WHAT ARE THE MATTERS TO BE PRESENTED?
 
Three proposals will be presented for you to consider and vote on at the Meeting:
 
1) the election as directors of the two candidates nominated by management;
 
2) to approve, in a non-binding advisory vote, the compensation of executives disclosed in this proxy statement; and
 
3) ratification of the appointment of the independent registered public accounting firm for 2010.
 
WHAT ARE THE VOTING RECOMMENDATIONS OF THE BOARD OF DIRECTORS?
 
The Board of Directors unanimously recommends that you vote:
 
  •  “FOR” EACH NOMINEE TO THE BOARD OF DIRECTORS;
 
  •  “FOR” THE APPROVAL OF THE COMPENSATION OF EXECUTIVES AS DISCLOSED IN THIS PROXY STATEMENT; AND
 
  •  “FOR” RATIFICATION OF CROWE HORWATH LLP AS INDEPENDENT REGISTERED PUBLIC ACCOUNTING FIRM FOR THE 2010 FISCAL YEAR.
 
WHAT VOTE IS REQUIRED FOR EACH PROPOSAL?
 
In voting on the election of directors (Proposal 1), you may vote in favor of any or all of the nominees or withhold authority to vote for any or all of the nominees.
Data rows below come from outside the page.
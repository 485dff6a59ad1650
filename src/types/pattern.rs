//! Pattern types
//!
//! A pattern is the signature of a run sequence at one granularity.
//! Counts are kept per (granularity, signature) across all matches.

use serde::{Deserialize, Serialize};

/// Balls per over
pub const BALLS_PER_OVER: u32 = 6;

/// Window a signature is computed over
#[derive(Debug, Clone, Copy, PartialEq, Eq, Hash, Serialize, Deserialize)]
#[serde(rename_all = "snake_case")]
pub enum Granularity {
    Over,
    Innings,
    Match,
}

impl Granularity {
    pub const ALL: [Granularity; 3] = [Granularity::Over, Granularity::Innings, Granularity::Match];

    /// Table holding the occurrence rows for this granularity
    pub fn table(self) -> &'static str {
        match self {
            Granularity::Over => "over_patterns",
            Granularity::Innings => "innings_patterns",
            Granularity::Match => "match_patterns",
        }
    }

    pub fn as_str(self) -> &'static str {
        match self {
            Granularity::Over => "over",
            Granularity::Innings => "innings",
            Granularity::Match => "match",
        }
    }

    pub fn parse(label: &str) -> Option<Self> {
        match label.trim().to_ascii_lowercase().as_str() {
            "over" | "overs" => Some(Granularity::Over),
            "innings" => Some(Granularity::Innings),
            "match" | "matches" => Some(Granularity::Match),
            _ => None,
        }
    }
}

impl std::fmt::Display for Granularity {
    fn fmt(&self, f: &mut std::fmt::Formatter<'_>) -> std::fmt::Result {
        f.write_str(self.as_str())
    }
}

/// One recorded occurrence of a signature
#[derive(Debug, Clone, PartialEq, Eq, Serialize, Deserialize)]
pub struct PatternRecord {
    pub id: i64,
    pub match_id: String,
    #[serde(skip_serializing_if = "Option::is_none")]
    pub over_number: Option<u32>,
    pub signature: String,
    pub created_at: String,
}

/// Result of a detection: the occurrence just recorded and what came before it
#[derive(Debug, Clone, PartialEq, Eq, Serialize, Deserialize)]
pub struct PatternMatch {
    pub granularity: Granularity,
    pub match_id: String,
    #[serde(skip_serializing_if = "Option::is_none")]
    pub over_number: Option<u32>,
    pub signature: String,
    /// Occurrences recorded before this one, across all matches
    pub prior_count: u64,
    /// When the most recent prior occurrence was recorded
    pub last_seen_at: Option<String>,
    /// Match of the most recent prior occurrence
    pub last_match_id: Option<String>,
}

/// Aggregate count for one signature
#[derive(Debug, Clone, PartialEq, Eq, Serialize, Deserialize)]
pub struct PatternCount {
    pub granularity: Granularity,
    pub signature: String,
    pub occurrences: u64,
    pub last_seen_at: Option<String>,
    pub last_match_id: Option<String>,
}

impl PatternCount {
    /// Count for a signature that has never been recorded
    pub fn unseen(granularity: Granularity, signature: impl Into<String>) -> Self {
        Self {
            granularity,
            signature: signature.into(),
            occurrences: 0,
            last_seen_at: None,
            last_match_id: None,
        }
    }
}

/// Every recorded occurrence for one match, grouped by granularity
#[derive(Debug, Clone, Default, PartialEq, Eq, Serialize, Deserialize)]
pub struct MatchPatterns {
    pub overs: Vec<PatternRecord>,
    pub innings: Vec<PatternRecord>,
    pub matches: Vec<PatternRecord>,
}

/// First and last ball number (inclusive) of a 1-based over
pub fn over_window(over_number: u32) -> (u32, u32) {
    let first = (over_number.saturating_sub(1)) * BALLS_PER_OVER + 1;
    (first, over_number * BALLS_PER_OVER)
}
//! Pattern Detector
//!
//! Rebuilds the ordered run sequence for a window, turns it into a
//! signature and records the occurrence. Counts are global: the question
//! answered is "has this exact sequence happened before anywhere".

use std::sync::Arc;

use tracing::{debug, info};

use super::signature::signature;
use crate::store::{Store, StoreResult};
use crate::types::{over_window, BallEvent, Granularity, PatternMatch, BALLS_PER_OVER};

/// Detects over, innings and match patterns against a [`Store`]
#[derive(Clone)]
pub struct PatternDetector {
    store: Arc<Store>,
}

impl PatternDetector {
    pub fn new(store: Arc<Store>) -> Self {
        Self { store }
    }

    pub fn store(&self) -> &Arc<Store> {
        &self.store
    }

    /// Detect the pattern of a completed over.
    ///
    /// Returns `Ok(None)` without writing anything when the over has fewer
    /// than six stored balls.
    pub fn detect_over(
        &self,
        match_id: &str,
        over_number: u32,
    ) -> StoreResult<Option<PatternMatch>> {
        if over_number == 0 {
            return Ok(None);
        }

        let (first, last) = over_window(over_number);
        let balls = self.store.balls_in_range(match_id, first, last)?;
        if balls.len() < BALLS_PER_OVER as usize {
            debug!(match_id, over_number, balls = balls.len(), "over incomplete, skipping");
            return Ok(None);
        }

        let sig = signature(runs_of(&balls));
        let found = self
            .store
            .record_pattern(Granularity::Over, match_id, Some(over_number), &sig)?;
        log_match(&found);
        Ok(Some(found))
    }

    /// Detect the pattern of every ball recorded so far for the match
    pub fn detect_innings(&self, match_id: &str) -> StoreResult<PatternMatch> {
        self.detect_whole(Granularity::Innings, match_id)
    }

    /// Same window as [`PatternDetector::detect_innings`], counted separately
    pub fn detect_match(&self, match_id: &str) -> StoreResult<PatternMatch> {
        self.detect_whole(Granularity::Match, match_id)
    }

    fn detect_whole(&self, granularity: Granularity, match_id: &str) -> StoreResult<PatternMatch> {
        let balls = self.store.all_balls(match_id)?;
        let sig = signature(runs_of(&balls));
        let found = self.store.record_pattern(granularity, match_id, None, &sig)?;
        log_match(&found);
        Ok(found)
    }
}

fn runs_of(balls: &[BallEvent]) -> impl Iterator<Item = i32> + '_ {
    balls.iter().map(|b| b.runs)
}

fn log_match(found: &PatternMatch) {
    info!(
        granularity = %found.granularity,
        match_id = %found.match_id,
        over_number = ?found.over_number,
        signature = %found.signature,
        prior_count = found.prior_count,
        "pattern recorded"
    );
}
Directors are elected by a plurality of the votes cast. This means that the nominees receiving the greatest number of votes will be elected. Votes that are withheld and broker non-votes (see definition below) will have no effect on the outcome of the election.
 
In voting on the approval of the executive compensation (Proposal 2), the ratification of Crowe Horwath LLP as independent registered public accounting firm for the Company (Proposal 3) and all other matters that may properly come before the Meeting, you may vote in favor of the proposal, vote against the proposal or abstain from voting. Under the Company’s Bylaws, an affirmative vote of the holders of a majority of the votes cast at the Meeting is required to approve these proposals. Shares in excess of the 10% limit will not be counted as present and entitled to vote or as votes cast, and, accordingly, such shares will have no effect on the outcome. Abstentions and broker non-votes (see definition below) are not counted as votes for or against these proposals and will have no effect on the outcome of these proposals.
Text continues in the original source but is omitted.